The Alaska-Juneau mine was located 3 miles from Juneau. The property also included the Lane & Hayward mine and the Bennet mine. The company's two stamp mills, driven exclusively by water power, were located on Gold Creek. Its 30-stamp mill was in operation from 1896 to 1914. The Ebner Gold Mining Company property adjoined the AJGMC on the northwest.

==Business operations==
Its Transfer Agent was Central Trust Company while its Registrar was Metropolitan Trust Company. The corporation office was located in Charleston, West Virginia. The Annual meeting was held on the first Tuesday after the first Monday in April at the San Francisco office.

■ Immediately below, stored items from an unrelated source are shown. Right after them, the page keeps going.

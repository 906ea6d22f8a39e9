use std::path::PathBuf;
use std::sync::atomic::{AtomicBool, Ordering};
use std::sync::{Arc, Mutex};

use async_trait::async_trait;
use chrono::Utc;
use tokio::sync::RwLock;
use tokio_util::sync::CancellationToken;

use crate::sandbox::error::SandboxError;
use crate::sandbox::local_host::fs_jail::FsJail;
use crate::sandbox::local_host::process_supervisor::ProcessSupervisor;
use crate::sandbox::provider::{ProviderFactory, SandboxProvider};
use crate::sandbox::scaffold;
use crate::sandbox::types::*;

/// Host variables passed through to commands run in a local session.
const ENV_ALLOWLIST: &[&str] = &["PATH", "HOME", "USER", "LANG", "TERM", "NODE_OPTIONS"];

const MAX_OUTPUT_BYTES: usize = 1024 * 1024;

/// Session directories on the local host.
///
/// Each session gets its own directory under `root_dir` and its own
/// dev-server port, picked from the free loopback ports when the session is
/// created and kept in the session directory. `dev_server_port` from the
/// settings is not used. Commands run as the current user with a filtered
/// env. NOT a security boundary, intended for development without a remote
/// execution backend.
pub struct LocalProvider {
    root_dir: PathBuf,
    settings: ProviderSettings,
    supervisor: ProcessSupervisor,
    session: RwLock<Option<LocalSession>>,
    runtime_ready: AtomicBool,
    lifecycle: Mutex<CancellationToken>,
}

struct LocalSession {
    info: SandboxInfo,
    jail: Arc<FsJail>,
    port: u16,
}

fn free_port() -> Result<u16, SandboxError> {
    let listener = std::net::TcpListener::bind(("127.0.0.1", 0))?;
    Ok(listener.local_addr()?.port())
}

/// The port recorded for this session directory, or a fresh one that is
/// then recorded.
async fn assign_port(jail: &FsJail) -> Result<u16, SandboxError> {
    if let Ok(saved) = jail.read_file(scaffold::PORT_FILE).await {
        if let Ok(port) = saved.trim().parse::<u16>() {
            return Ok(port);
        }
    }
    let port = free_port()?;
    jail.write_file(scaffold::PORT_FILE, &port.to_string()).await?;
    Ok(port)
}

impl LocalProvider {
    pub fn new(root_dir: PathBuf, settings: ProviderSettings) -> Self {
        Self {
            root_dir,
            settings,
            supervisor: ProcessSupervisor::new(
                ENV_ALLOWLIST.iter().map(|s| s.to_string()).collect(),
                MAX_OUTPUT_BYTES,
            ),
            session: RwLock::new(None),
            runtime_ready: AtomicBool::new(false),
            lifecycle: Mutex::new(CancellationToken::new()),
        }
    }

    fn local_url(port: u16) -> String {
        format!("http://localhost:{port}")
    }

    fn lifecycle_token(&self) -> CancellationToken {
        match self.lifecycle.lock() {
            Ok(token) => token.clone(),
            Err(poisoned) => poisoned.into_inner().clone(),
        }
    }

    fn reset_lifecycle(&self) {
        let mut guard = match self.lifecycle.lock() {
            Ok(guard) => guard,
            Err(poisoned) => poisoned.into_inner(),
        };
        guard.cancel();
        *guard = CancellationToken::new();
    }

    async fn jail(&self) -> Result<Arc<FsJail>, SandboxError> {
        self.session
            .read()
            .await
            .as_ref()
            .map(|s| s.jail.clone())
            .ok_or(SandboxError::NoActiveSandbox)
    }

    async fn port(&self) -> Result<u16, SandboxError> {
        self.session
            .read()
            .await
            .as_ref()
            .map(|s| s.port)
            .ok_or(SandboxError::NoActiveSandbox)
    }

    async fn run_with_timeout(
        &self,
        command: &str,
        timeout: std::time::Duration,
    ) -> Result<CommandResult, SandboxError> {
        let jail = self.jail().await?;
        tracing::debug!(cwd = %jail.root().display(), %command, "running local command");
        self.supervisor.run(command, jail.root(), timeout).await
    }

    fn adopt(&self, session_id: &str, jail: FsJail, port: u16) -> LocalSession {
        LocalSession {
            port,
            info: SandboxInfo {
                session_id: session_id.to_string(),
                url: None,
                provider: ProviderKind::Local,
                created_at: Utc::now(),
                working_directory: jail.root().display().to_string(),
            },
            jail: Arc::new(jail),
        }
    }

    fn session_dir(&self, session_id: &str) -> Result<PathBuf, SandboxError> {
        if session_id.is_empty()
            || !session_id
                .chars()
                .all(|c| c.is_ascii_alphanumeric() || c == '-' || c == '_')
        {
            return Err(SandboxError::NotFound(format!("invalid local session id: {session_id}")));
        }
        Ok(self.root_dir.join(session_id))
    }
}

#[async_trait]
impl SandboxProvider for LocalProvider {
    fn kind(&self) -> ProviderKind {
        ProviderKind::Local
    }

    async fn create_sandbox(&self) -> Result<SandboxInfo, SandboxError> {
        if self.sandbox_info().await.is_some() {
            self.terminate().await?;
        }

        let session_id = format!("local-{}", uuid::Uuid::new_v4().simple());
        let jail = FsJail::create(self.session_dir(&session_id)?)?;
        let port = assign_port(&jail).await?;
        let session = self.adopt(&session_id, jail, port);
        let info = session.info.clone();

        tracing::info!(
            session_id = %info.session_id,
            working_directory = %info.working_directory,
            port,
            "local sandbox created"
        );
        self.reset_lifecycle();
        self.runtime_ready.store(false, Ordering::SeqCst);
        *self.session.write().await = Some(session);
        Ok(info)
    }

    async fn reconnect(&self, session_id: &str) -> Result<bool, SandboxError> {
        let dir = match self.session_dir(session_id) {
            Ok(dir) => dir,
            Err(_) => return Ok(false),
        };
        let jail = match FsJail::attach(dir) {
            Ok(jail) => jail,
            Err(e) if e.is_session_missing() => return Ok(false),
            Err(e) => return Err(e),
        };
        let port = assign_port(&jail).await?;
        let session = self.adopt(session_id, jail, port);
        tracing::info!(%session_id, port, "reattached local sandbox");
        self.reset_lifecycle();
        self.runtime_ready.store(false, Ordering::SeqCst);
        *self.session.write().await = Some(session);
        Ok(true)
    }

    async fn run_command(&self, command: &str) -> Result<CommandResult, SandboxError> {
        self.run_with_timeout(command, self.settings.command_timeout)
            .await
    }

    async fn write_file(&self, path: &str, content: &str) -> Result<(), SandboxError> {
        self.jail().await?.write_file(path, content).await
    }

    async fn read_file(&self, path: &str) -> Result<String, SandboxError> {
        self.jail().await?.read_file(path).await
    }

    async fn list_files(&self, dir: &str) -> Result<Vec<String>, SandboxError> {
        self.jail().await?.list_files(dir).await
    }

    async fn install_packages(&self, packages: &[String]) -> Result<CommandResult, SandboxError> {
        self.jail().await?;
        if packages.is_empty() {
            return Ok(CommandResult::from_exit("", "", 0));
        }
        if let Some(bad) = packages.iter().find(|p| p.is_empty() || p.starts_with('-')) {
            return Err(SandboxError::Exec(format!("invalid package name: {bad:?}")));
        }
        let result = self
            .run_with_timeout(&scaffold::install_command(packages), self.settings.install_timeout)
            .await?;
        if result.success && self.settings.restart_after_install {
            if let Err(e) = self.restart_dev_server().await {
                tracing::warn!(error = %e, "dev server restart after install failed");
            }
        }
        Ok(result)
    }

    async fn setup_runtime(&self) -> Result<(), SandboxError> {
        let jail = self.jail().await?;
        if self.runtime_ready.load(Ordering::SeqCst) {
            return Ok(());
        }
        if !jail.root().join(scaffold::RUNTIME_MARKER).is_file() {
            for file in scaffold::skeleton_files(self.port().await?) {
                jail.write_file(file.path, &file.content).await?;
            }
            let install = self
                .run_with_timeout(&scaffold::install_command(&[]), self.settings.install_timeout)
                .await?;
            if !install.success {
                return Err(SandboxError::Exec(format!(
                    "initial dependency install exited {}: {}",
                    install.exit_code, install.stderr
                )));
            }
        }
        self.restart_dev_server().await?;
        self.runtime_ready.store(true, Ordering::SeqCst);
        Ok(())
    }

    async fn restart_dev_server(&self) -> Result<(), SandboxError> {
        let token = self.lifecycle_token();
        let port = self.port().await?;
        self.run_command(&scaffold::kill_dev_server_command()).await?;
        let started = self
            .run_command(&scaffold::start_dev_server_command(port))
            .await?;
        if !started.success {
            return Err(SandboxError::Exec(format!(
                "dev server launch exited {}: {}",
                started.exit_code, started.stderr
            )));
        }

        tokio::select! {
            _ = tokio::time::sleep(self.settings.dev_server_settle) => {}
            _ = token.cancelled() => {
                return Err(SandboxError::Cancelled("dev server restart interrupted by teardown".into()));
            }
        }

        if let Some(session) = self.session.write().await.as_mut() {
            if session.info.url.is_none() {
                session.info.url = Some(Self::local_url(session.port));
            }
        }
        Ok(())
    }

    async fn sandbox_info(&self) -> Option<SandboxInfo> {
        self.session.read().await.as_ref().map(|s| s.info.clone())
    }

    async fn is_alive(&self) -> bool {
        match self.session.read().await.as_ref() {
            Some(session) => session.jail.root().is_dir(),
            None => false,
        }
    }

    async fn terminate(&self) -> Result<(), SandboxError> {
        let taken = self.session.write().await.take();
        self.reset_lifecycle();
        self.runtime_ready.store(false, Ordering::SeqCst);
        if let Some(session) = taken {
            tracing::info!(session_id = %session.info.session_id, "destroying local sandbox");
            let stop = scaffold::kill_dev_server_command();
            if let Err(e) = self
                .supervisor
                .run(&stop, session.jail.root(), self.settings.command_timeout)
                .await
            {
                tracing::warn!(session_id = %session.info.session_id, error = %e, "failed to stop dev server");
            }
            session.jail.destroy().await?;
        }
        Ok(())
    }
}

pub struct LocalProviderFactory {
    root_dir: PathBuf,
    settings: ProviderSettings,
}

impl LocalProviderFactory {
    pub fn new(root_dir: PathBuf, settings: ProviderSettings) -> Self {
        Self { root_dir, settings }
    }
}

impl ProviderFactory for LocalProviderFactory {
    fn kind(&self) -> ProviderKind {
        ProviderKind::Local
    }

    fn make(&self) -> Arc<dyn SandboxProvider> {
        Arc::new(LocalProvider::new(self.root_dir.clone(), self.settings.clone()))
    }
}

The AJGMC and the Alaska Treadwell Gold Mining Company had integrated management and stockholding interests as, in 1900, Frederick W. Bradley purchased a major interest in AJGMC. He became president of AJGMC and Treadwell. Philip R. Bradley, brother of Frederick, was resident manager during the period of 1914-1920. The business offices of both these companies, as well as the Alaska-Gastineau Mining Company, were in the Mill Building, San Francisco, California. The working offices and records were located at the Treadwell gold mine on the north side of Douglas Island. In 1922, the office and records were moved to the AJGMC mining area on the other side of the Gastineau Channel.

After the Alaska-Juneau mine closed in 1944 because of the World War II labor shortage, AJGMC sold its hydroelectric power to Alaska Electric Light & Power, Juneau's local utility company. In 1972, AEL&P purchased all of the AJGMC holdings.